MCP in Production: Solving Transport, Auth, and Scaling Challenges
Engineering Team
From Prototype to Production: What Changes
Building an MCP server that works on your laptop is straightforward. Running one that handles thousands of concurrent AI agent sessions across a distributed infrastructure is a different engineering challenge entirely. Production MCP deployments must address five concerns that prototypes can ignore: transport scalability, authentication and authorization, session management at scale, audit trails, and multi-server orchestration.
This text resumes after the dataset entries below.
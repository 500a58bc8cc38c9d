use anyhow::Context;
use clap::Parser;
use tokio::io::BufReader;
use tracing::{error, info};
use tracing_subscriber::EnvFilter;

use voice_engine::args::Args;
use voice_engine::cache::ResourceCache;
use voice_engine::daemon::{DaemonLoop, run_once};
use voice_engine::device::{DeviceSelector, NvidiaSmiProbe};
use voice_engine::processor::Worker;
use voice_engine::provider::CommandProviderFactory;
use voice_engine::report::Reporter;

#[tokio::main]
async fn main() -> anyhow::Result<()> {
    // stdout is the control channel, logs go to stderr
    tracing_subscriber::fmt()
        .with_env_filter(
            EnvFilter::try_from_default_env().unwrap_or_else(|_| EnvFilter::new("info")),
        )
        .with_writer(std::io::stderr)
        .init();

    let args = Args::parse();

    let exe = std::env::current_exe().context("locating the executable")?;
    let exe_dir = exe
        .parent()
        .map(|p| p.to_path_buf())
        .context("executable has no parent directory")?;
    let cwd = std::env::current_dir()?;

    let config = args.config(&exe_dir, &cwd);
    config.prepare().with_context(|| {
        format!("preparing directories under {}", config.models_root.display())
    })?;
    info!("Models root: {}", config.models_root.display());

    let factory = CommandProviderFactory::new(config.commands.clone());
    let devices = DeviceSelector::new(Box::new(NvidiaSmiProbe), config.min_capability);
    let mut reporter = Reporter::new(tokio::io::stdout(), config.preview_chars);
    let mut worker = Worker::new(config, devices, ResourceCache::new(Box::new(factory)));

    if args.daemon {
        let mut daemon = DaemonLoop::new(BufReader::new(tokio::io::stdin()), reporter, worker);
        daemon.run().await?;
        return Ok(());
    }

    let raw = args.params.as_deref().unwrap_or_default();
    if let Err(e) = run_once(&mut worker, raw, &mut reporter).await {
        error!("Request failed: {}", e);
        eprintln!("ERROR: {e}");
        // stop provider processes before exiting
        drop(worker);
        std::process::exit(1);
    }
    Ok(())
}
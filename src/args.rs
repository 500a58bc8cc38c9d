use std::collections::HashMap;
use std::path::{Path, PathBuf};

use clap::Parser;

use crate::config::{DEFAULT_PREVIEW_CHARS, WorkerConfig, discover_models_root};
use crate::device::ComputeCapability;
use crate::provider::{ProviderCommand, ProviderKind};
use crate::text::chunker::DEFAULT_MAX_WORDS;

/// Resident voice-cloning speech worker.
#[derive(Parser, Debug)]
#[clap(name = "voice-engine", version)]
pub struct Args {
    /// Serve JSON requests from stdin until shutdown
    #[clap(long, env = "VOICE_ENGINE_DAEMON")]
    pub daemon: bool,

    /// Single JSON request to run once
    #[clap(
        long,
        env = "VOICE_ENGINE_PARAMS",
        conflicts_with = "daemon",
        required_unless_present = "daemon"
    )]
    pub params: Option<String>,

    #[clap(long, env = "VOICE_ENGINE_MODELS_DIR")]
    pub models_dir: Option<PathBuf>,

    #[clap(long, env = "VOICE_ENGINE_OUTPUT_DIR")]
    pub output_dir: Option<PathBuf>,

    #[clap(long, env = "VOICE_ENGINE_TEMP_DIR")]
    pub temp_dir: Option<PathBuf>,

    /// Vietnamese synthesis provider command
    #[clap(long, env = "VOICE_ENGINE_VIET_TTS_CMD")]
    pub viet_tts_cmd: Option<String>,

    /// Multilingual synthesis provider command
    #[clap(long, env = "VOICE_ENGINE_XTTS_CMD")]
    pub xtts_cmd: Option<String>,

    /// Speech recognition provider command
    #[clap(long, env = "VOICE_ENGINE_WHISPER_CMD")]
    pub whisper_cmd: Option<String>,

    #[clap(long, env = "VOICE_ENGINE_MAX_WORDS", default_value_t = DEFAULT_MAX_WORDS)]
    pub max_words: usize,

    #[clap(long, env = "VOICE_ENGINE_PREVIEW_CHARS", default_value_t = DEFAULT_PREVIEW_CHARS)]
    pub preview_chars: usize,

    #[clap(long, env = "VOICE_ENGINE_MIN_COMPUTE_CAPABILITY", default_value = "6.1")]
    pub min_compute_capability: ComputeCapability,
}

impl Args {
    /// Builds the worker configuration. Unset directories sit next to the
    /// models root.
    pub fn config(&self, exe_dir: &Path, cwd: &Path) -> WorkerConfig {
        let models_root = discover_models_root(self.models_dir.as_deref(), exe_dir, cwd);
        let base = models_root
            .parent()
            .map(Path::to_path_buf)
            .unwrap_or_else(|| exe_dir.to_path_buf());
        let defaults = WorkerConfig::with_base(&base);

        let commands: HashMap<_, _> = [
            (ProviderKind::VietTts, &self.viet_tts_cmd),
            (ProviderKind::Xtts, &self.xtts_cmd),
            (ProviderKind::Whisper, &self.whisper_cmd),
        ]
        .into_iter()
        .filter_map(|(kind, raw)| Some((kind, ProviderCommand::parse(raw.as_deref()?)?)))
        .collect();

        WorkerConfig {
            models_root,
            output_dir: self.output_dir.clone().unwrap_or(defaults.output_dir),
            temp_dir: self.temp_dir.clone().unwrap_or(defaults.temp_dir),
            commands,
            max_words: self.max_words,
            preview_chars: self.preview_chars,
            min_capability: self.min_compute_capability,
        }
    }
}

#[cfg(test)]
mod tests {
    use super::*;

    #[test]
    fn daemon_flags_build_a_config() {
        let args = Args::try_parse_from([
            "voice-engine",
            "--daemon",
            "--models-dir",
            "/srv/voice/models",
            "--xtts-cmd",
            "python3 xtts_worker.py",
            "--max-words",
            "12",
        ])
        .expect("valid args");
        let config = args.config(Path::new("/opt/bin"), Path::new("/tmp"));

        assert_eq!(config.models_root, PathBuf::from("/srv/voice/models"));
        assert_eq!(config.output_dir, PathBuf::from("/srv/voice/output"));
        assert_eq!(config.temp_dir, PathBuf::from("/srv/voice/temp_chunks"));
        assert_eq!(config.max_words, 12);
        assert_eq!(config.preview_chars, 200);
        assert_eq!(config.min_capability, ComputeCapability::new(6, 1));
        assert_eq!(
            config.commands.get(&ProviderKind::Xtts),
            Some(&ProviderCommand {
                program: PathBuf::from("python3"),
                args: vec!["xtts_worker.py".to_string()],
            })
        );
        assert!(!config.commands.contains_key(&ProviderKind::Whisper));
    }

    #[test]
    fn one_shot_needs_params() {
        assert!(Args::try_parse_from(["voice-engine"]).is_err());
        assert!(Args::try_parse_from(["voice-engine", "--daemon", "--params", "{}"]).is_err());

        let args = Args::try_parse_from([
            "voice-engine",
            "--params",
            r#"{"text":"hi"}"#,
            "--min-compute-capability",
            "7.5",
        ])
        .expect("valid args");
        assert_eq!(args.params.as_deref(), Some(r#"{"text":"hi"}"#));
        assert_eq!(args.min_compute_capability, ComputeCapability::new(7, 5));
    }
}
//! Sentence chunking
//!
//! Splits normalized text into paragraphs (newlines), then sentences, then
//! enforces a soft word bound by re-packing clause pieces. Locales that write
//! sentences without spaces are cut on their own full stops and skip the
//! word bound.

use serde::Serialize;
use tracing::debug;

/// Default soft bound on words per chunk.
pub const DEFAULT_MAX_WORDS: usize = 24;

const TERMINALS: &[char] = &['.', '!', '?'];
const CLAUSE_SEPARATORS: &[char] = &[',', ';', ':'];
const UNSPACED_TERMINALS: &[char] = &['。', '！', '？'];

const EN_ABBREVIATIONS: &[&str] = &[
    "mr.", "mrs.", "ms.", "dr.", "prof.", "sr.", "jr.", "st.", "vs.", "etc.", "e.g.", "i.e.",
    "no.", "fig.", "approx.",
];

/// One synthesis unit. `paragraph` groups chunks, `sentence` orders them
/// inside the paragraph.
#[derive(Debug, Clone, PartialEq, Eq, Serialize)]
pub struct Chunk {
    pub paragraph: usize,
    pub sentence: usize,
    pub text: String,
}

/// Locale-aware sentence splitter. Returns `None` when it does not handle
/// the locale, in which case the punctuation split is used.
pub trait SentenceTokenizer: Send + Sync {
    fn split_sentences(&self, paragraph: &str, locale: &str) -> Option<Vec<String>>;
}

/// English tokenizer that refuses to split after common abbreviations.
#[derive(Debug, Default, Clone, Copy)]
pub struct AbbreviationAwareTokenizer;

impl SentenceTokenizer for AbbreviationAwareTokenizer {
    fn split_sentences(&self, paragraph: &str, locale: &str) -> Option<Vec<String>> {
        if crate::request::primary_subtag(locale) != "en" {
            return None;
        }
        Some(split_on_terminals(paragraph, |before| {
            let last_word = before
                .rsplit(char::is_whitespace)
                .next()
                .unwrap_or_default()
                .to_lowercase();
            !EN_ABBREVIATIONS.contains(&last_word.as_str())
        }))
    }
}

pub struct SentenceChunker {
    max_words: usize,
    tokenizer: Option<Box<dyn SentenceTokenizer>>,
}

impl Default for SentenceChunker {
    fn default() -> Self {
        Self {
            max_words: DEFAULT_MAX_WORDS,
            tokenizer: Some(Box::new(AbbreviationAwareTokenizer)),
        }
    }
}

impl std::fmt::Debug for SentenceChunker {
    fn fmt(&self, f: &mut std::fmt::Formatter<'_>) -> std::fmt::Result {
        f.debug_struct("SentenceChunker")
            .field("max_words", &self.max_words)
            .field("tokenizer", &self.tokenizer.is_some())
            .finish()
    }
}

impl SentenceChunker {
    pub fn new(max_words: usize, tokenizer: Option<Box<dyn SentenceTokenizer>>) -> Self {
        Self {
            max_words: max_words.max(1),
            tokenizer,
        }
    }

    pub fn max_words(&self) -> usize {
        self.max_words
    }

    /// Split normalized text. Never returns an empty sequence.
    pub fn split(&self, text: &str, locale: &str) -> Vec<Chunk> {
        let unspaced = is_unspaced(locale);
        let mut chunks = Vec::new();

        let paragraphs = text.lines().map(str::trim).filter(|p| !p.is_empty());
        for (paragraph, para_text) in paragraphs.enumerate() {
            let sentences = if unspaced {
                split_unspaced(para_text)
            } else {
                self.tokenizer
                    .as_ref()
                    .and_then(|t| t.split_sentences(para_text, locale))
                    .unwrap_or_else(|| split_on_terminals(para_text, |_| true))
            };

            let pieces = sentences.into_iter().flat_map(|sentence| {
                if unspaced {
                    vec![sentence]
                } else {
                    bound_words(&sentence, self.max_words)
                }
            });

            let mut sentence = 0;
            for piece in pieces {
                let piece = piece.trim();
                if piece.is_empty() {
                    continue;
                }
                chunks.push(Chunk {
                    paragraph,
                    sentence,
                    text: piece.to_string(),
                });
                sentence += 1;
            }
        }

        if chunks.is_empty() {
            debug!("no sentence boundaries found; returning text as a single chunk");
            chunks.push(Chunk {
                paragraph: 0,
                sentence: 0,
                text: text.to_string(),
            });
        }
        chunks
    }
}

/// Locales that do not put spaces between sentences.
pub fn is_unspaced(locale: &str) -> bool {
    matches!(crate::request::primary_subtag(locale).as_str(), "zh" | "ja")
}

/// Rebuilds the paragraph/sentence layout the chunks were cut from.
pub fn reassemble(chunks: &[Chunk], locale: &str) -> String {
    let joiner = if is_unspaced(locale) { "" } else { " " };
    let mut out = String::new();
    for (i, chunk) in chunks.iter().enumerate() {
        if i > 0 {
            if chunk.paragraph != chunks[i - 1].paragraph {
                out.push('\n');
            } else {
                out.push_str(joiner);
            }
        }
        out.push_str(&chunk.text);
    }
    out
}

/// Splits after terminal punctuation that is followed by whitespace.
/// `accept` sees the text up to and including the punctuation and may veto
/// the boundary.
fn split_on_terminals(text: &str, accept: impl Fn(&str) -> bool) -> Vec<String> {
    let mut sentences = Vec::new();
    let mut start = 0;
    let mut chars = text.char_indices().peekable();

    while let Some((idx, c)) = chars.next() {
        if !TERMINALS.contains(&c) {
            continue;
        }
        // swallow runs like "?!" or "..."
        let mut end = idx + c.len_utf8();
        while let Some(&(next_idx, next)) = chars.peek() {
            if TERMINALS.contains(&next) {
                end = next_idx + next.len_utf8();
                chars.next();
            } else {
                break;
            }
        }
        let followed_by_space = chars.peek().is_some_and(|(_, next)| next.is_whitespace());
        if followed_by_space && accept(&text[start..end]) {
            sentences.push(text[start..end].trim().to_string());
            start = end;
        }
    }
    if start < text.len() {
        sentences.push(text[start..].trim().to_string());
    }
    sentences.retain(|s| !s.is_empty());
    sentences
}

fn split_unspaced(text: &str) -> Vec<String> {
    let mut sentences = Vec::new();
    let mut current = String::new();
    for c in text.chars() {
        current.push(c);
        if UNSPACED_TERMINALS.contains(&c) {
            sentences.push(std::mem::take(&mut current));
        }
    }
    if !current.trim().is_empty() {
        sentences.push(current);
    }
    sentences
}

/// Breaks an over-long sentence at clause punctuation and greedily packs the
/// pieces back together without exceeding `max_words`. A single piece longer
/// than the bound is kept whole.
fn bound_words(sentence: &str, max_words: usize) -> Vec<String> {
    if word_count(sentence) <= max_words {
        return vec![sentence.to_string()];
    }

    let mut clauses = Vec::new();
    let mut start = 0;
    for (idx, c) in sentence.char_indices() {
        if CLAUSE_SEPARATORS.contains(&c) {
            let end = idx + c.len_utf8();
            clauses.push(&sentence[start..end]);
            start = end;
        }
    }
    clauses.push(&sentence[start..]);

    let mut packed: Vec<String> = Vec::new();
    let mut current = String::new();
    let mut current_words = 0;
    for clause in clauses.into_iter().map(str::trim).filter(|c| !c.is_empty()) {
        let words = word_count(clause);
        if current_words > 0 && current_words + words > max_words {
            packed.push(std::mem::take(&mut current));
            current_words = 0;
        }
        if !current.is_empty() {
            current.push(' ');
        }
        current.push_str(clause);
        current_words += words;
    }
    if !current.is_empty() {
        packed.push(current);
    }
    packed
}

fn word_count(text: &str) -> usize {
    text.split_whitespace().count()
}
This article is a technical guide for engineering teams moving MCP servers from development to production. We assume you have built at least one MCP server and understand the basics of the protocol. If not, start with our companion article on building your first MCP server.
Transport Scalability: stdio vs SSE vs Streamable HTTP
MCP defines three transport mechanisms. Choosing the right one for production is your first architectural decision.
stdio Transport
The stdio transport communicates via standard input/output streams. The host application spawns the MCP server as a child process and exchanges JSON-RPC messages through stdin/stdout.
Advantages:
- Zero network configuration
- Process-level isolation
- No port conflicts
- Lowest latency (no network stack)
Limitations:
- Server must run on the same machine as the host
- One server process per client session
- Cannot be load-balanced
- No horizontal scaling
Best for: Local development tools, IDE extensions, single-user desktop applications.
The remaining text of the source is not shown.